→ Task prompt
Each line below that carries the string "TEXT" must appear in the answer.
Top of Raw data
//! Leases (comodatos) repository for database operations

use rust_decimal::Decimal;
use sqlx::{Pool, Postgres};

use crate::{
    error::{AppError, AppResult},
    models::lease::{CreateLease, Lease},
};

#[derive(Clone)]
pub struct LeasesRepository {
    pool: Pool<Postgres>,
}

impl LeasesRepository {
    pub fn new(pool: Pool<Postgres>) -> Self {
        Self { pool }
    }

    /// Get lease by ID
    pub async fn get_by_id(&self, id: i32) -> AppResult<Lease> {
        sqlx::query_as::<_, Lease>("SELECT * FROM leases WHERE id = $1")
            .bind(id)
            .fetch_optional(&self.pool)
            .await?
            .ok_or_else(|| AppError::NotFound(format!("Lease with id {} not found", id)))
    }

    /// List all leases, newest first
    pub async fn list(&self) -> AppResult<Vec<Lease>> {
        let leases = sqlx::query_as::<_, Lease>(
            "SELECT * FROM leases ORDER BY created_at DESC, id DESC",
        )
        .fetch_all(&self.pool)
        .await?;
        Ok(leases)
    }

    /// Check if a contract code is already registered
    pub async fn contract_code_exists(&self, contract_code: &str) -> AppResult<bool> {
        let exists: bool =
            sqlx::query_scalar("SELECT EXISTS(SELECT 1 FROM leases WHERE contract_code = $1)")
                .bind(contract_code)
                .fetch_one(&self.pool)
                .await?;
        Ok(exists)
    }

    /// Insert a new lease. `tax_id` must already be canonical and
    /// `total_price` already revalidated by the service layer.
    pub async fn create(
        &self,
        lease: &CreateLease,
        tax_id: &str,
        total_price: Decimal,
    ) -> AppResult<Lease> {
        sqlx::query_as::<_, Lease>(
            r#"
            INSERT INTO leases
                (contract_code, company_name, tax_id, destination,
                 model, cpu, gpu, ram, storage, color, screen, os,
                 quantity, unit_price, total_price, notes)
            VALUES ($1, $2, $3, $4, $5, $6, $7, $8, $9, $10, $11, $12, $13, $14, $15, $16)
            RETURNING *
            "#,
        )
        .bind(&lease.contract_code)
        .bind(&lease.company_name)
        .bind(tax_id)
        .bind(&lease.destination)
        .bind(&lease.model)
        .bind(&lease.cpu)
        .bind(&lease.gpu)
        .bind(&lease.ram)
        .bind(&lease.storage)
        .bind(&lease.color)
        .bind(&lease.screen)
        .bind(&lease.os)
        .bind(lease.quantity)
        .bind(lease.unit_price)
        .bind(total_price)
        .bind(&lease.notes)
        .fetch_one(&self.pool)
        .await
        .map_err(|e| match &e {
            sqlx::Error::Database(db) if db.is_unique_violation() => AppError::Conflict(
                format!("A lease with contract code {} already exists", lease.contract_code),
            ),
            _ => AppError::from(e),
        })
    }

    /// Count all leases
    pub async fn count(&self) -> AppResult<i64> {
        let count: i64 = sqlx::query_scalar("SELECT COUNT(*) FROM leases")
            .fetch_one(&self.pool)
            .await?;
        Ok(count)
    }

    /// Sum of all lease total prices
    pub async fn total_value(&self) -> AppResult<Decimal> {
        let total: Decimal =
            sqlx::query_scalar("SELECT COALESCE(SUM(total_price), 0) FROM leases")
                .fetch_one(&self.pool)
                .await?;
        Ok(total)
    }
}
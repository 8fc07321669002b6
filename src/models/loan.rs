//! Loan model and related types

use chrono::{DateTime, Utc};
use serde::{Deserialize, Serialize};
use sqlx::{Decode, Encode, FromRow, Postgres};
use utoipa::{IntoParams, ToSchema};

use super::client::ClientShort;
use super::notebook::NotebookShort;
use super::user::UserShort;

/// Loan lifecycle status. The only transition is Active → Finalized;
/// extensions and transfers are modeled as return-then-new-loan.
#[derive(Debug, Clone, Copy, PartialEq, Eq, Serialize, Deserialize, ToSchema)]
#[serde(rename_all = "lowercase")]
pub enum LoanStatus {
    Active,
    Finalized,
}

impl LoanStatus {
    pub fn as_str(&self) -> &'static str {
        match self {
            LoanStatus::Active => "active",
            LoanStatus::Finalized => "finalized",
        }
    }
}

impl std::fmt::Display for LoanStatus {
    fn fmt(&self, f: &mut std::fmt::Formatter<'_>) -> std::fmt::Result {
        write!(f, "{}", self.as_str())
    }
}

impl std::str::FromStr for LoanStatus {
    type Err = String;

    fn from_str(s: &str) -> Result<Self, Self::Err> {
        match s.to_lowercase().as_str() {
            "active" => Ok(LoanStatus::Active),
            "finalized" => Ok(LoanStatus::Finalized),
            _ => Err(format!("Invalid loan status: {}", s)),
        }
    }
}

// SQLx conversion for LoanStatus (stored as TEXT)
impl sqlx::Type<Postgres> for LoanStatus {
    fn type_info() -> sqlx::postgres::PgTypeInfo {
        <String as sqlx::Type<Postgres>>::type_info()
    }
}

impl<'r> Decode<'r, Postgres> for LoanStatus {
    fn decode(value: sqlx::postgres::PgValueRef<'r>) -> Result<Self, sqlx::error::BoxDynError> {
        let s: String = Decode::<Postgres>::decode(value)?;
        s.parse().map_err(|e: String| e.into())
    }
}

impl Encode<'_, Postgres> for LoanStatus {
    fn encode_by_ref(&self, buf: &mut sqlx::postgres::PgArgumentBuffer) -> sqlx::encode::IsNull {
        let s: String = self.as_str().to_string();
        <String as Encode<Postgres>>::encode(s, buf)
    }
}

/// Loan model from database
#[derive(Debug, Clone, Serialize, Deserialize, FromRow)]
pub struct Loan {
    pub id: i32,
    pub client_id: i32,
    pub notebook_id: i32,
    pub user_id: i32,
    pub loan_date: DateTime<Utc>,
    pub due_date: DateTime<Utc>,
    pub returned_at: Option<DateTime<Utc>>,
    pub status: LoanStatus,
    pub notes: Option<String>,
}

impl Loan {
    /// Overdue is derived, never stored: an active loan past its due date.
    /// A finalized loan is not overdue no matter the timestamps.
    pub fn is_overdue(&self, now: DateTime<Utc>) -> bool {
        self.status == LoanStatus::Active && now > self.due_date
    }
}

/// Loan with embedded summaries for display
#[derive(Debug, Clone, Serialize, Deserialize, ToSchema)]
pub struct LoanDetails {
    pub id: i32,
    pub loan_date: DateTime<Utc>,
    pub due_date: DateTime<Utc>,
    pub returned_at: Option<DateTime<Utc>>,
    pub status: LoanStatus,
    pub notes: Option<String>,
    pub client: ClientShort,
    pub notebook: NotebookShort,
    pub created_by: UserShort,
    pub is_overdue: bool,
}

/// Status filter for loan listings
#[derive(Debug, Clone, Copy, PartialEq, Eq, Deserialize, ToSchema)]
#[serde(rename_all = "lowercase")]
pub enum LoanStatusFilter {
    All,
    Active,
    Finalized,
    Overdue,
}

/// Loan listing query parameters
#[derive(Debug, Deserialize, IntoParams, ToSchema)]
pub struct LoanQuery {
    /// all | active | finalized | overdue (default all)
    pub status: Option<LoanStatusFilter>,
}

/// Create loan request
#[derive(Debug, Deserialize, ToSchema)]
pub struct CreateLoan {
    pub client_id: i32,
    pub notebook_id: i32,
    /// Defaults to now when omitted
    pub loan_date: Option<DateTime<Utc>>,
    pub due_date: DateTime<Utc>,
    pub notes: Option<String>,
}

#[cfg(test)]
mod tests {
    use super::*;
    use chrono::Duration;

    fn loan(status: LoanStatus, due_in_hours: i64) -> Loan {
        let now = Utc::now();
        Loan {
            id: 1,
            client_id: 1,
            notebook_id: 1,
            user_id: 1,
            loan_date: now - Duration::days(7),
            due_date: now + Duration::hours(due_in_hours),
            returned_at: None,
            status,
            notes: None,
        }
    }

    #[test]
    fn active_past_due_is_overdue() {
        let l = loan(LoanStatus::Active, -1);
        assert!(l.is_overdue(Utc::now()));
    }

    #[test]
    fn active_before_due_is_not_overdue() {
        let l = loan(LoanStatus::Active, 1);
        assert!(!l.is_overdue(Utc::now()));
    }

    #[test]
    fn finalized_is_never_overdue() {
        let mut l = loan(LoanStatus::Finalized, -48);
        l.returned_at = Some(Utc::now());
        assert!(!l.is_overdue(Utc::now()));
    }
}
Bottom of Raw data
Top of Raw data
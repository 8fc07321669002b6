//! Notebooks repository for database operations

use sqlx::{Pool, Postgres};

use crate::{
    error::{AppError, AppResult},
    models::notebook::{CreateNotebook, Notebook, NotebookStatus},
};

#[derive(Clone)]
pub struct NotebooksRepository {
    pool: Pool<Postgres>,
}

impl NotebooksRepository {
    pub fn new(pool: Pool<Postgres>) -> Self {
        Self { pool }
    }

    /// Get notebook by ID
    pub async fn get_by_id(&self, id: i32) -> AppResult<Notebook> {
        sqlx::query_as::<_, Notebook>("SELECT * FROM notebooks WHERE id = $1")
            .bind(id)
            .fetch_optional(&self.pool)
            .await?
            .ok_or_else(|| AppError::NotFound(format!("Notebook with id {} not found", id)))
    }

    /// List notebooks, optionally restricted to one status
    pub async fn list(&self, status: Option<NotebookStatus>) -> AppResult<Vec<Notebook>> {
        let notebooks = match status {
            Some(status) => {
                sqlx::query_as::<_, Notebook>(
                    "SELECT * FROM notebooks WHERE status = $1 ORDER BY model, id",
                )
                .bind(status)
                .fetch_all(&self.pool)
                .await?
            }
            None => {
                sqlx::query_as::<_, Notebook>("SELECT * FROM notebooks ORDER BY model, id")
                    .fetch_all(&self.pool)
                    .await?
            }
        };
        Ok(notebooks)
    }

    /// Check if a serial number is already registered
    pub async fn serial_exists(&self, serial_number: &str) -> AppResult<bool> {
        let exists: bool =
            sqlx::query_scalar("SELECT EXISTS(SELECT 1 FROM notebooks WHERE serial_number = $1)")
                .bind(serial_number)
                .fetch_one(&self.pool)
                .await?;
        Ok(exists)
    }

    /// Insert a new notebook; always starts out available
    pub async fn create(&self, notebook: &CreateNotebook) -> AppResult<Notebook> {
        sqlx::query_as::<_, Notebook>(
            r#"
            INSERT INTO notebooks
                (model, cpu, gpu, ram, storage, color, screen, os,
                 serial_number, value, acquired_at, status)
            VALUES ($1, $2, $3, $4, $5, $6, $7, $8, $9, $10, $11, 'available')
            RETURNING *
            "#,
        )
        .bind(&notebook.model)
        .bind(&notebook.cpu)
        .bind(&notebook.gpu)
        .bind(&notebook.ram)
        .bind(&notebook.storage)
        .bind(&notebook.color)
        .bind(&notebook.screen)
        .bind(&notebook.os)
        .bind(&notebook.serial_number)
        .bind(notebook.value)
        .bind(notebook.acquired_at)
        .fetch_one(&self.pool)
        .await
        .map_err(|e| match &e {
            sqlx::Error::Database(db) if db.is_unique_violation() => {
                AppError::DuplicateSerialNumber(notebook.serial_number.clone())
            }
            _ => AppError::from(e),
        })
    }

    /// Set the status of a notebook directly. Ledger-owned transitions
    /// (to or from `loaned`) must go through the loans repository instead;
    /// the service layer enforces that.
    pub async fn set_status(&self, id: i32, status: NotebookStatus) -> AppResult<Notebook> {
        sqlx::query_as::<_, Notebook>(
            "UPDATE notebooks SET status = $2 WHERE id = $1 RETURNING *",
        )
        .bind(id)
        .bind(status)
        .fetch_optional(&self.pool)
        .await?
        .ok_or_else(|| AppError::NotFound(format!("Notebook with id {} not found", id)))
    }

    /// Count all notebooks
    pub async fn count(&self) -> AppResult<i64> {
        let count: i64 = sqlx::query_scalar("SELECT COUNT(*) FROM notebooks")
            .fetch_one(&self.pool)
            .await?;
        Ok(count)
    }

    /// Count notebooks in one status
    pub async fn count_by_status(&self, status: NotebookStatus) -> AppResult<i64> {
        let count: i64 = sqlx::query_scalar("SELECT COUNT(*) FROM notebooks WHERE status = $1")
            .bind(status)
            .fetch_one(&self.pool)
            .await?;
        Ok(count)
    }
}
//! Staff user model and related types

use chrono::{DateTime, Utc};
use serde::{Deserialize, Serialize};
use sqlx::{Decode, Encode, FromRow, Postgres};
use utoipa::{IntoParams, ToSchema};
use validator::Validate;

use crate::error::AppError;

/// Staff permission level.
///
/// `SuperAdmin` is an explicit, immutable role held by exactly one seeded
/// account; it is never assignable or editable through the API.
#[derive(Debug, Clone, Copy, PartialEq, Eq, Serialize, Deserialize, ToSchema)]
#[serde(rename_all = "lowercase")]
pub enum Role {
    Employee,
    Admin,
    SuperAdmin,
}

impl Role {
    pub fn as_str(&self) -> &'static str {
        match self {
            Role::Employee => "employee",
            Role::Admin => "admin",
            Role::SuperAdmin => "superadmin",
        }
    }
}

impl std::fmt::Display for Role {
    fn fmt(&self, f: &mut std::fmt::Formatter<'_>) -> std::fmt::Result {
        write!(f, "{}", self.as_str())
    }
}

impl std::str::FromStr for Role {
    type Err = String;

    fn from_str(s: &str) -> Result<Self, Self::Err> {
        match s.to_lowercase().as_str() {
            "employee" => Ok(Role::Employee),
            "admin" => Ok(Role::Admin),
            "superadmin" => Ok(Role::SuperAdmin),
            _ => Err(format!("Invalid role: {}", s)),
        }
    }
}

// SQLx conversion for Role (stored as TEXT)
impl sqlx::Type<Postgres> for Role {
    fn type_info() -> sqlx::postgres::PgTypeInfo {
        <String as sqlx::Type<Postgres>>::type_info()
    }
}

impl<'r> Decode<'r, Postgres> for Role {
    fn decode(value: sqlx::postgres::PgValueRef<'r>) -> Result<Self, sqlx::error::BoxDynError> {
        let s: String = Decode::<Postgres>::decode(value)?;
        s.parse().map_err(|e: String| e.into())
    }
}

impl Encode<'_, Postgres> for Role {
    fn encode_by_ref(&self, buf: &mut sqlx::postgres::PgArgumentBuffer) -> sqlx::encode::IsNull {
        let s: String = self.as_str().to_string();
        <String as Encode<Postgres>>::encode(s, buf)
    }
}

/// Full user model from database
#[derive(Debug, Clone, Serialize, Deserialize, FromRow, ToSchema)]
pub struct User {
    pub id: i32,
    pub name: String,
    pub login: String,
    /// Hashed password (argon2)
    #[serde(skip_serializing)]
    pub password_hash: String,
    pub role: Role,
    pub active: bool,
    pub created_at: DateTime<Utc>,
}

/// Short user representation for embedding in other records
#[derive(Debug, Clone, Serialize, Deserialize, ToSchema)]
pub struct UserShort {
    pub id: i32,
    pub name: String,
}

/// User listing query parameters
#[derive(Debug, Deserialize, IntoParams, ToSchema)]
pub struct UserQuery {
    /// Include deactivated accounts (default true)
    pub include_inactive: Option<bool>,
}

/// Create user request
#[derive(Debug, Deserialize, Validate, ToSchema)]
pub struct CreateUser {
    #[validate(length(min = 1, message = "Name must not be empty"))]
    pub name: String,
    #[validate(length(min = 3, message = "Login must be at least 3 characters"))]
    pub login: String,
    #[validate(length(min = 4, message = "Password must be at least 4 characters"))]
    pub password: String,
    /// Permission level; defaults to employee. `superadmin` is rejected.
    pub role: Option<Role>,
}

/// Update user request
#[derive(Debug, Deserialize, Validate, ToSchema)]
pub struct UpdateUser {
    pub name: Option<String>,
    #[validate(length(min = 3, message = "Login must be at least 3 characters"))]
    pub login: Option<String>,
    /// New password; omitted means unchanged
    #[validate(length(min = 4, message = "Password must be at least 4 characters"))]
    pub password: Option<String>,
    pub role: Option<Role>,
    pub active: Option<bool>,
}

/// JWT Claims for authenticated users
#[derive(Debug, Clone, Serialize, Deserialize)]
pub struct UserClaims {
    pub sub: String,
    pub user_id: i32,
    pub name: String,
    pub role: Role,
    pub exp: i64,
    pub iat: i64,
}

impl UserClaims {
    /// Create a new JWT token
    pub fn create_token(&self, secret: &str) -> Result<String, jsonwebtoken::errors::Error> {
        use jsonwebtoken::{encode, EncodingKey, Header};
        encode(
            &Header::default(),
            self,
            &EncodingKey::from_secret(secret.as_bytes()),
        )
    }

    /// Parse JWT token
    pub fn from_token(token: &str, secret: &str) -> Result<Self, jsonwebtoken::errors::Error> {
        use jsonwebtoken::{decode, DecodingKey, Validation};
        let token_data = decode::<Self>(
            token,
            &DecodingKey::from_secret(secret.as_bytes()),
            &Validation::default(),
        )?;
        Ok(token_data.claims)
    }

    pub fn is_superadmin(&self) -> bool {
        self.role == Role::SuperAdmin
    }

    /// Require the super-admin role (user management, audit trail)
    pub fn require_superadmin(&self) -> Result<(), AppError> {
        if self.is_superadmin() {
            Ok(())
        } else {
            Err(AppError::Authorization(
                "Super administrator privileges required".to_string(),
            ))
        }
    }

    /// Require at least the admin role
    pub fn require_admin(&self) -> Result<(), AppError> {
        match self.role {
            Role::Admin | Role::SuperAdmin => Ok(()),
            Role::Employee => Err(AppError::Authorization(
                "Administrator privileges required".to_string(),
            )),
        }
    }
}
Bottom of Raw data
→ Solution
// SQLx conversion for LoanStatus (stored as TEXT)
// SQLx conversion for Role (stored as TEXT)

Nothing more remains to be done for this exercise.